**Instructions for the task**
In the data that follows, find each line containing "shifted" and copy it.

**Data for review**
//! Fixed-point iteration of the PageRank equation
//!
//! ```text
//! rank(p) = (1 - d) / N + d * Σ contribution(i, p)
//! ```
//!
//! A page `i ≠ p` that links to `p` contributes `rank(i) / outdegree(i)`. A
//! sink spreads its rank evenly over the whole corpus, itself included,
//! contributing `rank(i) / N` to every page. This is the same walk the
//! transition model describes, so the ranks keep summing to one and the
//! iteration settles on the surfer's stationary distribution.

use crate::config::IterationConfig;
use crate::error::{RankError, Result, check_damping};
use crate::graph::LinkGraph;
use crate::rank::RankMap;
use serde::{Deserialize, Serialize};
use std::collections::BTreeMap;
use tracing::{debug, info, warn};

const SUM_TOLERANCE: f64 = 1e-6;

/// Converged ranks with the details of how they were reached
#[derive(Debug, Clone, PartialEq, Serialize, Deserialize)]
pub struct IterationOutcome {
    pub ranks: RankMap,
    pub iterations: usize,
    /// Largest per-page change in the final iteration
    pub delta: f64,
}

/// Iterate to convergence with the default tolerance and iteration cap.
pub fn iterate_rank(graph: &LinkGraph, damping: f64) -> Result<RankMap> {
    iterate_rank_with(graph, damping, &IterationConfig::default()).map(|outcome| outcome.ranks)
}

/// Iterate until no page changes by more than `config.tolerance`.
///
/// Fails with `NonConvergence` once `config.max_iterations` updates have
/// run without settling.
pub fn iterate_rank_with(
    graph: &LinkGraph,
    damping: f64,
    config: &IterationConfig,
) -> Result<IterationOutcome> {
    graph.require_non_empty()?;
    check_damping(damping)?;
    config.validate()?;

    let n = graph.len() as f64;
    info!(
        "Iterating over {} pages (tolerance {}, cap {})",
        graph.len(),
        config.tolerance,
        config.max_iterations
    );

    let mut ranks = RankMap::from_map(graph.pages().map(|p| (p.clone(), 1.0 / n)).collect());
    let mut delta = f64::INFINITY;

    for iteration in 1..=config.max_iterations {
        let prev = ranks;
        ranks = iteration_step(graph, damping, &prev)?;
        delta = ranks.max_delta(&prev);

        let total = ranks.total();
        if (total - 1.0).abs() > SUM_TOLERANCE {
            warn!("Ranks sum to {} after iteration {}", total, iteration);
        }
        debug!("Iteration {}: max delta {:.6}", iteration, delta);

        if delta <= config.tolerance {
            info!("Converged after {} iterations", iteration);
            return Ok(IterationOutcome {
                ranks,
                iterations: iteration,
                delta,
            });
        }
    }

    warn!(
        "No convergence after {} iterations (delta {})",
        config.max_iterations, delta
    );
    Err(RankError::NonConvergence {
        iterations: config.max_iterations,
        delta,
    })
}

/// Apply one update of the PageRank equation to `prev`.
///
/// `prev` must hold a rank for every page of `graph`.
pub fn iteration_step(graph: &LinkGraph, damping: f64, prev: &RankMap) -> Result<RankMap> {
    graph.require_non_empty()?;
    check_damping(damping)?;

    let n = graph.len() as f64;
    let mut incoming: BTreeMap<&str, f64> = graph.pages().map(|p| (p.as_str(), 0.0)).collect();
    let mut sink_share = 0.0;

    for (page, links) in graph.iter() {
        let rank = prev
            .get(page)
            .ok_or_else(|| RankError::invalid(format!("no previous rank for {}", page)))?;

        if links.is_empty() {
            sink_share += rank / n;
            continue;
        }

        let share = rank / links.len() as f64;
        for target in links {
            if target == page {
                continue;
            }
            if let Some(sum) = incoming.get_mut(target.as_str()) {
                *sum += share;
            }
        }
    }

    let teleport = (1.0 - damping) / n;
    let ranks = incoming
        .into_iter()
        .map(|(page, linked)| {
            (
                page.to_string(),
                teleport + damping * (linked + sink_share),
            )
        })
        .collect();

    Ok(RankMap::from_map(ranks))
}
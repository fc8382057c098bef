use crate::graph::PageId;
use serde::{Deserialize, Serialize};
use std::collections::BTreeMap;

/// Rank of every page in a corpus, produced by one estimator run
#[derive(Debug, Clone, Default, PartialEq, Serialize, Deserialize)]
#[serde(transparent)]
pub struct RankMap {
    ranks: BTreeMap<PageId, f64>,
}

impl RankMap {
    pub(crate) fn from_map(ranks: BTreeMap<PageId, f64>) -> Self {
        Self { ranks }
    }

    pub fn get(&self, page: &str) -> Option<f64> {
        self.ranks.get(page).copied()
    }

    pub fn len(&self) -> usize {
        self.ranks.len()
    }

    pub fn is_empty(&self) -> bool {
        self.ranks.is_empty()
    }

    pub fn contains(&self, page: &str) -> bool {
        self.ranks.contains_key(page)
    }

    pub fn iter(&self) -> impl Iterator<Item = (&PageId, f64)> {
        self.ranks.iter().map(|(page, rank)| (page, *rank))
    }

    /// Sum of all ranks. Should be 1.0 within tolerance.
    pub fn total(&self) -> f64 {
        self.ranks.values().sum()
    }

    /// Pages ordered by identifier, the order results are printed in
    pub fn sorted(&self) -> Vec<(&PageId, f64)> {
        self.iter().collect()
    }

    /// Highest-ranked pages first; ties are broken by page identifier
    pub fn top_n(&self, n: usize) -> Vec<(&PageId, f64)> {
        let mut ranked = self.sorted();
        ranked.sort_by(|a, b| b.1.total_cmp(&a.1).then_with(|| a.0.cmp(b.0)));
        ranked.truncate(n);
        ranked
    }

    /// Largest absolute per-page difference against another map.
    ///
    /// Pages missing from `other` are compared against 0.0.
    pub fn max_delta(&self, other: &RankMap) -> f64 {
        self.iter()
            .map(|(page, rank)| (rank - other.get(page).unwrap_or(0.0)).abs())
            .fold(0.0, f64::max)
    }
}

#[cfg(test)]
mod tests {
    use super::*;

    fn sample_map() -> RankMap {
        RankMap::from_map(BTreeMap::from([
            ("b.html".to_string(), 0.25),
            ("a.html".to_string(), 0.25),
            ("c.html".to_string(), 0.5),
        ]))
    }

    #[test]
    fn test_sorted_by_page() {
        let map = sample_map();
        let pages: Vec<&str> = map.sorted().iter().map(|(p, _)| p.as_str()).collect();
        assert_eq!(pages, vec!["a.html", "b.html", "c.html"]);
    }

    #[test]
    fn test_top_n_breaks_ties_by_page() {
        let map = sample_map();
        let top = map.top_n(2);
        assert_eq!(top[0].0, "c.html");
        assert_eq!(top[1].0, "a.html");
    }

    #[test]
    fn test_max_delta() {
        let map = sample_map();
        let mut shifted = map.ranks.clone();
        shifted.insert("a.html".to_string(), 0.3);
        let other = RankMap::from_map(shifted);
        assert!((map.max_delta(&other) - 0.05).abs() < 1e-12);
    }
}
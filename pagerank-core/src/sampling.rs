//! Monte Carlo estimate of PageRank.
//!
//! A random surfer starts on a uniformly chosen page and takes `n - 1`
//! further steps, each drawn from the transition model of the page it is
//! on. A page's rank is the share of the chain spent on it.

use crate::error::{RankError, Result, check_damping};
use crate::graph::LinkGraph;
use crate::rank::RankMap;
use crate::transition::transition;
use rand::Rng;
use rand::distributions::{Distribution, WeightedIndex};
use std::collections::BTreeMap;
use tracing::{debug, info};

/// Estimate ranks from a chain of `n` pages, using the thread-local RNG.
pub fn sample_rank(graph: &LinkGraph, damping: f64, n: usize) -> Result<RankMap> {
    sample_rank_with_rng(graph, damping, n, &mut rand::thread_rng())
}

/// Estimate ranks from a chain of `n` pages drawn with `rng`.
///
/// `damping` must be in (0, 1) whenever a transition is taken. A chain of
/// one page never consults the transition model, so any damping in (0, 1]
/// is accepted for `n == 1`.
pub fn sample_rank_with_rng<R: Rng>(
    graph: &LinkGraph,
    damping: f64,
    n: usize,
    rng: &mut R,
) -> Result<RankMap> {
    graph.require_non_empty()?;
    if n < 1 {
        return Err(RankError::invalid("sample count must be at least 1"));
    }
    if n > 1 || damping != 1.0 {
        check_damping(damping)?;
    }

    let pages: Vec<&String> = graph.pages().collect();
    info!("Sampling {} steps over {} pages", n, pages.len());

    // One sampler per page, built the first time the surfer lands there
    let mut samplers: Vec<Option<WeightedIndex<f64>>> = vec![None; pages.len()];
    let mut counts = vec![0usize; pages.len()];

    let mut current = rng.gen_range(0..pages.len());
    counts[current] += 1;

    for _ in 1..n {
        if samplers[current].is_none() {
            let dist = transition(graph, pages[current], damping)?;
            let sampler = WeightedIndex::new(dist.weights()).map_err(|e| {
                RankError::invalid(format!(
                    "bad transition weights for {}: {}",
                    pages[current], e
                ))
            })?;
            samplers[current] = Some(sampler);
        }
        if let Some(sampler) = &samplers[current] {
            current = sampler.sample(rng);
        }
        counts[current] += 1;
    }

    debug!(
        "Built {} of {} transition samplers",
        samplers.iter().filter(|s| s.is_some()).count(),
        pages.len()
    );

    let ranks: BTreeMap<String, f64> = pages
        .iter()
        .zip(counts)
        .map(|(page, count)| ((*page).clone(), count as f64 / n as f64))
        .collect();

    Ok(RankMap::from_map(ranks))
}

**Written solution**
        let mut shifted = map.ranks.clone();
        shifted.insert("a.html".to_string(), 0.3);
        let other = RankMap::from_map(shifted);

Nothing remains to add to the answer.